**Problem description**. Which lines below contain the word "ExecutionRequest"? Copy each of them.

Records from a dataset
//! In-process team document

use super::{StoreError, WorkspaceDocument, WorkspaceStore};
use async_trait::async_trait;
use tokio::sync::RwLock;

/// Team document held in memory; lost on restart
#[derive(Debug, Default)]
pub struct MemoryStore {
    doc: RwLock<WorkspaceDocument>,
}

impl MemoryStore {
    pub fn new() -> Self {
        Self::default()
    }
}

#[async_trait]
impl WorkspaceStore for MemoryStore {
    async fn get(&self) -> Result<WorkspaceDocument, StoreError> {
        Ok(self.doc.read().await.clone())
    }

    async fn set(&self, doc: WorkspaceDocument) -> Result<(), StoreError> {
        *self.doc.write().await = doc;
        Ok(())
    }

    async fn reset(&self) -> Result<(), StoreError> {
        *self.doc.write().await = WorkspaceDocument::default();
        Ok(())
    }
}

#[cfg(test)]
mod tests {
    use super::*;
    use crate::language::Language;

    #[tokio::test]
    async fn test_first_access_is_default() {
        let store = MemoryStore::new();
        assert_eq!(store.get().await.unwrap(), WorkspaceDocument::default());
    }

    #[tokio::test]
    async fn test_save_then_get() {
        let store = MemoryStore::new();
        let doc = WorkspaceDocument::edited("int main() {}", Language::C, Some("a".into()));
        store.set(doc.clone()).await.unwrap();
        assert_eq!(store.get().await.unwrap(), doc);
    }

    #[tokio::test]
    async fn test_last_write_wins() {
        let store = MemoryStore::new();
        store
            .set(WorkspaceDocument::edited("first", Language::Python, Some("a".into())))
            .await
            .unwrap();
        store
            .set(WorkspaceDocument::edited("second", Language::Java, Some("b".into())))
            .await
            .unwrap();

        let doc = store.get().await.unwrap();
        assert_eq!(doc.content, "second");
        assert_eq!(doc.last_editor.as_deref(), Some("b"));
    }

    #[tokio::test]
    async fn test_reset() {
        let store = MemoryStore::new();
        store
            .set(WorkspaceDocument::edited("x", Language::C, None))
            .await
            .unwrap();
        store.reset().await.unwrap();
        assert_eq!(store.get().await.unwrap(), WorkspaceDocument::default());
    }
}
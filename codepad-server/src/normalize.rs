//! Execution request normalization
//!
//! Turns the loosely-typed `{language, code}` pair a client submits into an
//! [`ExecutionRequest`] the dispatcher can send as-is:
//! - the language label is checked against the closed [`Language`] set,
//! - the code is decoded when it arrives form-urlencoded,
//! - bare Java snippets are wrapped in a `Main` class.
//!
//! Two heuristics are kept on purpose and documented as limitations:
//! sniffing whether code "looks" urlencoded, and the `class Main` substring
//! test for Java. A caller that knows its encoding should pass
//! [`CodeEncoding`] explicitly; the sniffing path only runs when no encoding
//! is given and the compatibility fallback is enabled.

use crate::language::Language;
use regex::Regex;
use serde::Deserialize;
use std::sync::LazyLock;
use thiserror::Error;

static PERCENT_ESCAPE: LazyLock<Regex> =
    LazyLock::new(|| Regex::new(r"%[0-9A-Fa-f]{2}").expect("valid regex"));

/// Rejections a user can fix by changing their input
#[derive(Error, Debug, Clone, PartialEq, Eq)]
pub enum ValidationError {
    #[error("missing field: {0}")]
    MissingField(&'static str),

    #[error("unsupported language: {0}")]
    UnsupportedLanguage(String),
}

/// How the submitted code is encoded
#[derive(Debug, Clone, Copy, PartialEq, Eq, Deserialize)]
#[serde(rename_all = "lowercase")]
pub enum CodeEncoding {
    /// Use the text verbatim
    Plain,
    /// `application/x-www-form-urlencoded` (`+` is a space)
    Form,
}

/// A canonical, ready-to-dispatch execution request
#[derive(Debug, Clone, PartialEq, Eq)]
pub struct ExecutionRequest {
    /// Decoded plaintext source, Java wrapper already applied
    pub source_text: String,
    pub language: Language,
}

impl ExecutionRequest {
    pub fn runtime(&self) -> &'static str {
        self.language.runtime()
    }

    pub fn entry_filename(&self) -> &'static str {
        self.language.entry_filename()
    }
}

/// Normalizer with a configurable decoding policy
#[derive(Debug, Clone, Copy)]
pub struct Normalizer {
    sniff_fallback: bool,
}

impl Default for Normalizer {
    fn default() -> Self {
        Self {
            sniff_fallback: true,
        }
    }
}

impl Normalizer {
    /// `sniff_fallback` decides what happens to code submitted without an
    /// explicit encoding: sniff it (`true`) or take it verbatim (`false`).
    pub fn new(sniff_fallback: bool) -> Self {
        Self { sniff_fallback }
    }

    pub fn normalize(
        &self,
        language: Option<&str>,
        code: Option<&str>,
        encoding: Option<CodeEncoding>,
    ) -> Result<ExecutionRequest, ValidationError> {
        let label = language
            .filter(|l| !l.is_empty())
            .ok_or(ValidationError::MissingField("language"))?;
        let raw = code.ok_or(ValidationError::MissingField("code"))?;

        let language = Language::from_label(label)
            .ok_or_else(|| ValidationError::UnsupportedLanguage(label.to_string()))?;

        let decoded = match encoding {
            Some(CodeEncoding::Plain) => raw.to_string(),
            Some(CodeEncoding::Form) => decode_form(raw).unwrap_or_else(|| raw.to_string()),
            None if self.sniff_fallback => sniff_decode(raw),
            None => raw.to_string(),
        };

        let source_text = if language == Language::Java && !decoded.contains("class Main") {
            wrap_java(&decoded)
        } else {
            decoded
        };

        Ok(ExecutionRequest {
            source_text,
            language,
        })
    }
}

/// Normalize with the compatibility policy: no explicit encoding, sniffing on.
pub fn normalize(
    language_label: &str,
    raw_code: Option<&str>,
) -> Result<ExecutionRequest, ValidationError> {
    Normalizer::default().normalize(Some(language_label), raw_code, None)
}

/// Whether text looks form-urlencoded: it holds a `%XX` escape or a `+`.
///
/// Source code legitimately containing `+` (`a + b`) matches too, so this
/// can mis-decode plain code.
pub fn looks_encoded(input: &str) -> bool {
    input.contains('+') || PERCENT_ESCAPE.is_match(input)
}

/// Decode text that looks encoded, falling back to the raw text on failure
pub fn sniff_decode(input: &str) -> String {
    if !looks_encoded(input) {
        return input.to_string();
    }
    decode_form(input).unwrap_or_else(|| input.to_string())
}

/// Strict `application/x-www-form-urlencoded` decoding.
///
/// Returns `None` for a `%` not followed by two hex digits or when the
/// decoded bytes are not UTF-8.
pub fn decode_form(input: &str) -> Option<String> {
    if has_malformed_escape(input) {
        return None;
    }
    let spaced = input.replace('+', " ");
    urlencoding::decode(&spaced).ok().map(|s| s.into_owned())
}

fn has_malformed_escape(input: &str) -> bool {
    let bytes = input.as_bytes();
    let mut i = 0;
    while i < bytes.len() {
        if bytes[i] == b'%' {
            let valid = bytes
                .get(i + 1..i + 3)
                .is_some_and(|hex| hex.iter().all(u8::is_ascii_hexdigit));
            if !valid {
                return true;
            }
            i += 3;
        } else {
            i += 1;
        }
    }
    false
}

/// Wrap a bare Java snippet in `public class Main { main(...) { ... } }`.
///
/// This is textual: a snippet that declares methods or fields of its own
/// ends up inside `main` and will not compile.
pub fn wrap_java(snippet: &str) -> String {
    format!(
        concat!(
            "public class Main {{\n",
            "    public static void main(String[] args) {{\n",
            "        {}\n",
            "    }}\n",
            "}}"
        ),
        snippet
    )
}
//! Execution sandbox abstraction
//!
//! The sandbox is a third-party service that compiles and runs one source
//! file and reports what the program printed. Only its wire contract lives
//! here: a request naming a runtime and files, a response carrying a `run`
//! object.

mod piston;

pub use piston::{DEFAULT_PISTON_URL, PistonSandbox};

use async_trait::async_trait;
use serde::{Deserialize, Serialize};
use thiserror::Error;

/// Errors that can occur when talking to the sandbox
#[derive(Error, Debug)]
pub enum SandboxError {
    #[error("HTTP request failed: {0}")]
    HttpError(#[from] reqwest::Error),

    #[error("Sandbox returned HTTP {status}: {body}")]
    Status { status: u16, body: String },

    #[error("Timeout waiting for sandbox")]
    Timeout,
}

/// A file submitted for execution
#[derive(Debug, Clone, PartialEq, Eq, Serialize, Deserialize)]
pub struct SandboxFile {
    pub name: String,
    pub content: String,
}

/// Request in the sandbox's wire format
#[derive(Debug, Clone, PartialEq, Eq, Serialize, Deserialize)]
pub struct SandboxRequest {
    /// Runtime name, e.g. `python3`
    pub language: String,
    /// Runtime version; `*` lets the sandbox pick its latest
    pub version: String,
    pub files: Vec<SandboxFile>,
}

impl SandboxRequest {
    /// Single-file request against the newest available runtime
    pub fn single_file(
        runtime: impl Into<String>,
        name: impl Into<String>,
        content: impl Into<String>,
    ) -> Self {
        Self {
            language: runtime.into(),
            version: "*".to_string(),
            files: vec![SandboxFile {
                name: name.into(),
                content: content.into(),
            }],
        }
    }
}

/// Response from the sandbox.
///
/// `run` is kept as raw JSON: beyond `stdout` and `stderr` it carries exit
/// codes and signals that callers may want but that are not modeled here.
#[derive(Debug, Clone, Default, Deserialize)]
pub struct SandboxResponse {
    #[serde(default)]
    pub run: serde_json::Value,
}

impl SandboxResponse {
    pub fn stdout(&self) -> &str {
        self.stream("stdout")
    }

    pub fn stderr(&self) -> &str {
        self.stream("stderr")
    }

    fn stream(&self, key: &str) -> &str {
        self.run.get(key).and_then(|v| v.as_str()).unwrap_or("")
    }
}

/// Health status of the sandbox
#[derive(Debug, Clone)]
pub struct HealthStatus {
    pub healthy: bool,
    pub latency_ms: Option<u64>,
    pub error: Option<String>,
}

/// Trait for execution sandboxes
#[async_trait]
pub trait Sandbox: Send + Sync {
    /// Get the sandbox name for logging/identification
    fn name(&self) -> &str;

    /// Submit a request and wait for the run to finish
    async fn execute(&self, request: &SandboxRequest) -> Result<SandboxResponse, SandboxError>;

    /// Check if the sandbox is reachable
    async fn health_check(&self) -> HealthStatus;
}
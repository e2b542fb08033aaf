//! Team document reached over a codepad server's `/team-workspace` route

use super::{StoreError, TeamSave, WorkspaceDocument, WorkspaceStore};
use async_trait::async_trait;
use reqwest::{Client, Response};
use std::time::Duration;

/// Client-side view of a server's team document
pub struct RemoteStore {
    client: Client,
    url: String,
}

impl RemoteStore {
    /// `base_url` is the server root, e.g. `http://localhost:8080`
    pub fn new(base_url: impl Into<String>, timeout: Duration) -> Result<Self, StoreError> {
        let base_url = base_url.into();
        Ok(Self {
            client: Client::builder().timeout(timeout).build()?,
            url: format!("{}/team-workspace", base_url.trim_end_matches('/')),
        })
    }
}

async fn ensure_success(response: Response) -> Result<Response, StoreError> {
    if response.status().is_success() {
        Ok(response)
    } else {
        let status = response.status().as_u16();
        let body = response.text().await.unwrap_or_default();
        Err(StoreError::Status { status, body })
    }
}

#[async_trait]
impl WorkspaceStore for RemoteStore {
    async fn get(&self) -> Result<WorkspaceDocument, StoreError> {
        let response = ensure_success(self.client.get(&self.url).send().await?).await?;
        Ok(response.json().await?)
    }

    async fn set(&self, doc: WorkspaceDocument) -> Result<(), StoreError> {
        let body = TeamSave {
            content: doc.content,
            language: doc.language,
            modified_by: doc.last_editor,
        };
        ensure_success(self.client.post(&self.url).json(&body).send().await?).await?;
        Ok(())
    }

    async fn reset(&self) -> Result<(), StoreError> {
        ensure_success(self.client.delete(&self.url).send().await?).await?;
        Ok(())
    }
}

==

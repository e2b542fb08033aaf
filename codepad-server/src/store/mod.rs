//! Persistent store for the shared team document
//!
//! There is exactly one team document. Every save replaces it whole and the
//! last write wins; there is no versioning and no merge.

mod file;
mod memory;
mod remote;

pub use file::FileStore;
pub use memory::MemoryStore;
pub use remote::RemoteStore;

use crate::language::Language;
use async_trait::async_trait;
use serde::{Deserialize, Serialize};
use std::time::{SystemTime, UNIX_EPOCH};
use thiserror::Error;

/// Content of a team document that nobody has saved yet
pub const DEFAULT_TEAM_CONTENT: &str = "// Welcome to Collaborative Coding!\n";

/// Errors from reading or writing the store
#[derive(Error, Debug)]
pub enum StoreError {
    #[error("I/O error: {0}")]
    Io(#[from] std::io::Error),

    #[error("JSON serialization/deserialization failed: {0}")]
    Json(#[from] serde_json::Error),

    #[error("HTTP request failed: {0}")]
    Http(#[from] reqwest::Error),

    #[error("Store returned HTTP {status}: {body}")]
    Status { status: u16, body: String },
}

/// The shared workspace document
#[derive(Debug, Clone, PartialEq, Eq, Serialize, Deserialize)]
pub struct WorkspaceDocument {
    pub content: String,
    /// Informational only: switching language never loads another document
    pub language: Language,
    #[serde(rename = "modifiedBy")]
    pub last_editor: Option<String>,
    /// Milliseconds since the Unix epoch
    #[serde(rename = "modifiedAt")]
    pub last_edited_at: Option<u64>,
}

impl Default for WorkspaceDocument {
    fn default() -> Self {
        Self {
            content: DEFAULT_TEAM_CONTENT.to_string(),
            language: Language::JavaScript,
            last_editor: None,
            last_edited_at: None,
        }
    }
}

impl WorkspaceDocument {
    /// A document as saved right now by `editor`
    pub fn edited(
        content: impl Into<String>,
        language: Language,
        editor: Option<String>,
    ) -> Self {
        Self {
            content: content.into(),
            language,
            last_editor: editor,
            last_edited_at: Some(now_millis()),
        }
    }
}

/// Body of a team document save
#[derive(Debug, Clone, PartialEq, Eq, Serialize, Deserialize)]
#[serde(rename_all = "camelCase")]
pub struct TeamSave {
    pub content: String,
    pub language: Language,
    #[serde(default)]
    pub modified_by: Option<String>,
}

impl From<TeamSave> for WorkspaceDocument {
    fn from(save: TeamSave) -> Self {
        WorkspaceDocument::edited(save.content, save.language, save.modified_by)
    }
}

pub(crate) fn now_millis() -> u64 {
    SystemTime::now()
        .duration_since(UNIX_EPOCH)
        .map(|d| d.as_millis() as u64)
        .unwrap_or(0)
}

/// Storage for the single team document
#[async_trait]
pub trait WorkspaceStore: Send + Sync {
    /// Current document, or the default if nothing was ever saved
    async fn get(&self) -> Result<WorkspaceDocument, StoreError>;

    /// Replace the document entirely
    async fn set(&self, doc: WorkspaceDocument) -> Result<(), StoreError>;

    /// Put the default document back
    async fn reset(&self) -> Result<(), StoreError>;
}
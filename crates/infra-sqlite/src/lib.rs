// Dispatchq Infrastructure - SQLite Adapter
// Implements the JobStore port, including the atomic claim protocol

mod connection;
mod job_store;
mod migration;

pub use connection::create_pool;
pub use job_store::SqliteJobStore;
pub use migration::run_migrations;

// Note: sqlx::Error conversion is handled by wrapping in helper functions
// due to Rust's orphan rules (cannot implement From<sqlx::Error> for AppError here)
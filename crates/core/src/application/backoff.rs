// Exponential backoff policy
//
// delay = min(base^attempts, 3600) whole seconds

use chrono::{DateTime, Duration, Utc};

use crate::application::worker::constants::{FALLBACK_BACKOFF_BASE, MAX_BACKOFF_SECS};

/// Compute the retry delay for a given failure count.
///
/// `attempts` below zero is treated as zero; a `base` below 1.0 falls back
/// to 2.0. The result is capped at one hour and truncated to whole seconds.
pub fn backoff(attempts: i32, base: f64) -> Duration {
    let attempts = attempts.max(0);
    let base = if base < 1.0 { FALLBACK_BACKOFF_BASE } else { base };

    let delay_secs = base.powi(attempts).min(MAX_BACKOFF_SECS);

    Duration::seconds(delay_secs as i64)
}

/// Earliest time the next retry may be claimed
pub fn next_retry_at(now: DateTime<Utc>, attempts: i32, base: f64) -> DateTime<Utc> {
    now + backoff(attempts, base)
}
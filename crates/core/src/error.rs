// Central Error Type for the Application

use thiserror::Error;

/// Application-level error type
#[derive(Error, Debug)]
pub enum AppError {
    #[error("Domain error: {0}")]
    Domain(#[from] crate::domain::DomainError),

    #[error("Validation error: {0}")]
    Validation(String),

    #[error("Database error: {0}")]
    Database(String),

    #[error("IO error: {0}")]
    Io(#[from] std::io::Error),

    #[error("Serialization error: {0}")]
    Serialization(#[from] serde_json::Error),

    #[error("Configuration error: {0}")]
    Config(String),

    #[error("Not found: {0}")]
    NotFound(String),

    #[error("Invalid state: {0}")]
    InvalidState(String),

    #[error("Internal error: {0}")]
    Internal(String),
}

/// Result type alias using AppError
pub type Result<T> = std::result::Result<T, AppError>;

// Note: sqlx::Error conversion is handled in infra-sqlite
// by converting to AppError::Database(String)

==

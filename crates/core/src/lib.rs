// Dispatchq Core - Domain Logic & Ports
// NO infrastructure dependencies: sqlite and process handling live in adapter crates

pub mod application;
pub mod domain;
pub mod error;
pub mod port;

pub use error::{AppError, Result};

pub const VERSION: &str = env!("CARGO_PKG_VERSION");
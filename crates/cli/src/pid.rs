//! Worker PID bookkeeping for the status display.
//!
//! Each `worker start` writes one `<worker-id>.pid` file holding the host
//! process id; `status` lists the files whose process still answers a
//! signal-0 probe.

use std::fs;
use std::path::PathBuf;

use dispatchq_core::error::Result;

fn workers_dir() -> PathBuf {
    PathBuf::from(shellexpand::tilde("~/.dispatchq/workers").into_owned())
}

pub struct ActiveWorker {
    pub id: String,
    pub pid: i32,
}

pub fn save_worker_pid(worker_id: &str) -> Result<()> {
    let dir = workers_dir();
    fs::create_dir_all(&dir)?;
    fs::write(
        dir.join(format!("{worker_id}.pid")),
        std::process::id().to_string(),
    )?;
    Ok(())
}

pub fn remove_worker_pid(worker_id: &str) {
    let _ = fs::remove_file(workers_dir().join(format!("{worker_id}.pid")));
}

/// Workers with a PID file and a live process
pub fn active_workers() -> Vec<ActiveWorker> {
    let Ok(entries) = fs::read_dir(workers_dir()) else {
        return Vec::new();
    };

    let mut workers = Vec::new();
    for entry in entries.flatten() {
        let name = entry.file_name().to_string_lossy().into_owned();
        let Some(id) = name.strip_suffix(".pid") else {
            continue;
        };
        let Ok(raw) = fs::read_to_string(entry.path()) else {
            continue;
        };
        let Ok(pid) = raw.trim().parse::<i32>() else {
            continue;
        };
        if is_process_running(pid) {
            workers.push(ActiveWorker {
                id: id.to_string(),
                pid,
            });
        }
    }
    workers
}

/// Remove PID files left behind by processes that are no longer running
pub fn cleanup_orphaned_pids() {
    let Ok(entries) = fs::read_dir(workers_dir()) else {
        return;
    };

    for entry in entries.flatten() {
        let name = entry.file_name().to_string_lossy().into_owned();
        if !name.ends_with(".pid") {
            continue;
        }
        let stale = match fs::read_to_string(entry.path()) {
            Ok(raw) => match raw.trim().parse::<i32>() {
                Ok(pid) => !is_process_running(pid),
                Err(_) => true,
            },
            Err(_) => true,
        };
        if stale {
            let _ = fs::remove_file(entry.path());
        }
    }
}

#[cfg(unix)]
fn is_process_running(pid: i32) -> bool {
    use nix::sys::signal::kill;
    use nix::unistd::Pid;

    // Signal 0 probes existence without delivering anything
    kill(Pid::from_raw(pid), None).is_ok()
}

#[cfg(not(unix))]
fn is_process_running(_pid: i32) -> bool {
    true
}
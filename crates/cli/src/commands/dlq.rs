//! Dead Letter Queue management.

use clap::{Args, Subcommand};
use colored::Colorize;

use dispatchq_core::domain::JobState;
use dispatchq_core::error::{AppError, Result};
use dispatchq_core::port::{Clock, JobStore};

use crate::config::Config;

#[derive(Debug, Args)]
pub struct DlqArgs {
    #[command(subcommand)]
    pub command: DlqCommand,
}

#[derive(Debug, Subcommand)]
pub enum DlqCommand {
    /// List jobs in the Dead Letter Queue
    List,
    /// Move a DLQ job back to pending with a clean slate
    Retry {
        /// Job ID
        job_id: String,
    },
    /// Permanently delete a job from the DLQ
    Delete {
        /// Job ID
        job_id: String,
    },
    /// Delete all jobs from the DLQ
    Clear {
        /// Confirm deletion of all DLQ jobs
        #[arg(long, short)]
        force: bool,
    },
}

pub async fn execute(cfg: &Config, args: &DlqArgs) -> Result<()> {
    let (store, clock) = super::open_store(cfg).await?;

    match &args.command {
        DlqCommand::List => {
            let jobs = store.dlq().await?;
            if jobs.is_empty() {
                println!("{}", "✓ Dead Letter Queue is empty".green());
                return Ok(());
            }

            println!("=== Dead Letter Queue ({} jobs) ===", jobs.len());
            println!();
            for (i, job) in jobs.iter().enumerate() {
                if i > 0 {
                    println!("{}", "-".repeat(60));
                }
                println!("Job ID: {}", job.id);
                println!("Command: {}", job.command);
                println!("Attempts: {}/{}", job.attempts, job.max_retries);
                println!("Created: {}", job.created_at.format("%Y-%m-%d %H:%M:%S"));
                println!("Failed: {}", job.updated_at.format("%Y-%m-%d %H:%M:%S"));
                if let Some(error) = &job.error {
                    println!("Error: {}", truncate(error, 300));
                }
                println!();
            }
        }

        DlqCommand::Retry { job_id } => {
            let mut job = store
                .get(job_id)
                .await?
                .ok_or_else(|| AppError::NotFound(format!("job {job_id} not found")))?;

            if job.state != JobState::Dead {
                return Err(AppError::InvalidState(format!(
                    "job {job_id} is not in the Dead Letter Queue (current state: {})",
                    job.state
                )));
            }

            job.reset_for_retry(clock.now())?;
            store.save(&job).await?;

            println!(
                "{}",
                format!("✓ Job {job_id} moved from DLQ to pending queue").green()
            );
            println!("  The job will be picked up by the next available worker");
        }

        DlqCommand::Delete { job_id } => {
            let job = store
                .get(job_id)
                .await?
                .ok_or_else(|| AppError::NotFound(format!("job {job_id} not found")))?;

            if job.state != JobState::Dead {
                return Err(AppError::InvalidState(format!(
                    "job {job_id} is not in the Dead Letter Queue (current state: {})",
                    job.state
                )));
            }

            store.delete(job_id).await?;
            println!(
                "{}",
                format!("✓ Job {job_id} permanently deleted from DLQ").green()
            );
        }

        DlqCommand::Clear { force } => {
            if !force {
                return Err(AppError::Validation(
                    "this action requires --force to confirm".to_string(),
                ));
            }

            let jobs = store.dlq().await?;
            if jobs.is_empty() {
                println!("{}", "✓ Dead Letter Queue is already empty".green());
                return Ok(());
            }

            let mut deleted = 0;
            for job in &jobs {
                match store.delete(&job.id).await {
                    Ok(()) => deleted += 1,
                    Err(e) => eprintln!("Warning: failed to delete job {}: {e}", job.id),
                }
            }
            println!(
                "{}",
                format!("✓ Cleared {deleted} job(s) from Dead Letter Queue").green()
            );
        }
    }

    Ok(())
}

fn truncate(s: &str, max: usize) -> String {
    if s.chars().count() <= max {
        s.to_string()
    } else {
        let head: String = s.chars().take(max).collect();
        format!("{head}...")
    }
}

**Problem solution**.
//! [`ExecutionRequest`] the dispatcher can send as-is:
pub struct ExecutionRequest {
impl ExecutionRequest {
    ) -> Result<ExecutionRequest, ValidationError> {
        Ok(ExecutionRequest {
) -> Result<ExecutionRequest, ValidationError> {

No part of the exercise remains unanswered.